EXERCISE INPUT
▬▬▬▬▬▬
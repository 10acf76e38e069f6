//! Inbound traffic routing.
//!
//! Sits behind the transport's IO loop: replies resolve pending requests,
//! requests go to the event controller, handshakes add the peer to the
//! topology.

use std::sync::Arc;

use bytes::Bytes;
use shoal_id::NodeIdentity;
use shoal_wire::{InternalPacket, PayloadCodec};
use tracing::{debug, warn};

use super::PeerSet;
use crate::controller::{ActorMessage, DispatchOutcome, Replier};
use crate::events::LeaveReason;
use crate::server_info::ServerInfo;
use crate::transport::{PacketSender, TransportError, TransportHandler};

pub(crate) struct InboundRouter {
    peers: Arc<PeerSet>,
}

impl InboundRouter {
    pub(crate) fn new(peers: Arc<PeerSet>) -> Self {
        Self { peers }
    }
}

impl TransportHandler for InboundRouter {
    fn on_handshake_request(
        &self,
        _sender: &Arc<dyn PacketSender>,
        peer: &NodeIdentity,
        packet: &InternalPacket,
    ) -> Option<Bytes> {
        let response = self.peers.handshake_payload.get().cloned()?;

        let info: ServerInfo = match self.peers.codec.decode(&packet.payload) {
            Ok(info) => info,
            Err(e) => {
                warn!(peer = %peer, error = %e, "Rejecting handshake with undecodable info");
                return None;
            }
        };

        if info.identity != *peer || info.node_id != peer.node_id() {
            warn!(
                peer = %peer,
                announced = %info.identity,
                announced_id = %info.node_id,
                "Rejecting handshake whose info does not match the link identity"
            );
            return None;
        }

        self.peers.add(info);
        Some(response)
    }

    fn on_packet(&self, sender: &Arc<dyn PacketSender>, peer: &NodeIdentity, packet: InternalPacket) {
        if packet.is_reply() {
            if packet.destination_node_id() != Some(self.peers.local_id) {
                debug!(peer = %peer, request_key = %packet.request_key(), "Reply addressed to another node");
                return;
            }
            let key = packet.request_key();
            if !self.peers.correlation.try_reply(key, packet) {
                debug!(peer = %peer, request_key = %key, "Late or unknown reply dropped");
            }
            return;
        }

        let message = ActorMessage::new(packet, Replier::new(Arc::clone(sender), peer.clone()));
        if let DispatchOutcome::Dropped(reason) = self.peers.controller.on_packet(message) {
            debug!(peer = %peer, reason = ?reason, "Packet dropped");
        }
    }

    fn on_send_failed(&self, peer: &NodeIdentity, packet: &InternalPacket, error: &TransportError) {
        let key = packet.request_key();
        if packet.is_reply() || packet.message_type().is_handshake() || key.is_none() {
            return;
        }
        if self.peers.correlation.try_fail(key, error.to_string()) {
            debug!(peer = %peer, request_key = %key, "Failed pending request after send failure");
        }
    }

    fn on_disconnected(&self, peer: &NodeIdentity) {
        // The registry stays authoritative: a peer that is still live is
        // dialed again by the next reconciliation tick.
        self.peers.remove(peer.node_id(), LeaveReason::Disconnected);
    }
}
▬▬▬▬▬▬
YOUR GOAL
Restate all entries above verbatim.

SOLUTION
repository 10acf76e38e069f6
//! Inbound traffic routing.
//!
//! Sits behind the transport's IO loop: replies resolve pending requests,
//! requests go to the event controller, handshakes add the peer to the
//! topology.

use std::sync::Arc;

use bytes::Bytes;
use shoal_id::NodeIdentity;
use shoal_wire::{InternalPacket, PayloadCodec};
use tracing::{debug, warn};

use super::PeerSet;
use crate::controller::{ActorMessage, DispatchOutcome, Replier};
use crate::events::LeaveReason;
use crate::server_info::ServerInfo;
use crate::transport::{PacketSender, TransportError, TransportHandler};

pub(crate) struct InboundRouter {
    peers: Arc<PeerSet>,
}

impl InboundRouter {
    pub(crate) fn new(peers: Arc<PeerSet>) -> Self {
        Self { peers }
    }
}

impl TransportHandler for InboundRouter {
    fn on_handshake_request(
        &self,
        _sender: &Arc<dyn PacketSender>,
        peer: &NodeIdentity,
        packet: &InternalPacket,
    ) -> Option<Bytes> {
        let response = self.peers.handshake_payload.get().cloned()?;

        let info: ServerInfo = match self.peers.codec.decode(&packet.payload) {
            Ok(info) => info,
            Err(e) => {
                warn!(peer = %peer, error = %e, "Rejecting handshake with undecodable info");
                return None;
            }
        };

        if info.identity != *peer || info.node_id != peer.node_id() {
            warn!(
                peer = %peer,
                announced = %info.identity,
                announced_id = %info.node_id,
                "Rejecting handshake whose info does not match the link identity"
            );
            return None;
        }

        self.peers.add(info);
        Some(response)
    }

    fn on_packet(&self, sender: &Arc<dyn PacketSender>, peer: &NodeIdentity, packet: InternalPacket) {
        if packet.is_reply() {
            if packet.destination_node_id() != Some(self.peers.local_id) {
                debug!(peer = %peer, request_key = %packet.request_key(), "Reply addressed to another node");
                return;
            }
            let key = packet.request_key();
            if !self.peers.correlation.try_reply(key, packet) {
                debug!(peer = %peer, request_key = %key, "Late or unknown reply dropped");
            }
            return;
        }

        let message = ActorMessage::new(packet, Replier::new(Arc::clone(sender), peer.clone()));
        if let DispatchOutcome::Dropped(reason) = self.peers.controller.on_packet(message) {
            debug!(peer = %peer, reason = ?reason, "Packet dropped");
        }
    }

    fn on_send_failed(&self, peer: &NodeIdentity, packet: &InternalPacket, error: &TransportError) {
        let key = packet.request_key();
        if packet.is_reply() || packet.message_type().is_handshake() || key.is_none() {
            return;
        }
        if self.peers.correlation.try_fail(key, error.to_string()) {
            debug!(peer = %peer, request_key = %key, "Failed pending request after send failure");
        }
    }

    fn on_disconnected(&self, peer: &NodeIdentity) {
        // The registry stays authoritative: a peer that is still live is
        // dialed again by the next reconciliation tick.
        self.peers.remove(peer.node_id(), LeaveReason::Disconnected);
    }
}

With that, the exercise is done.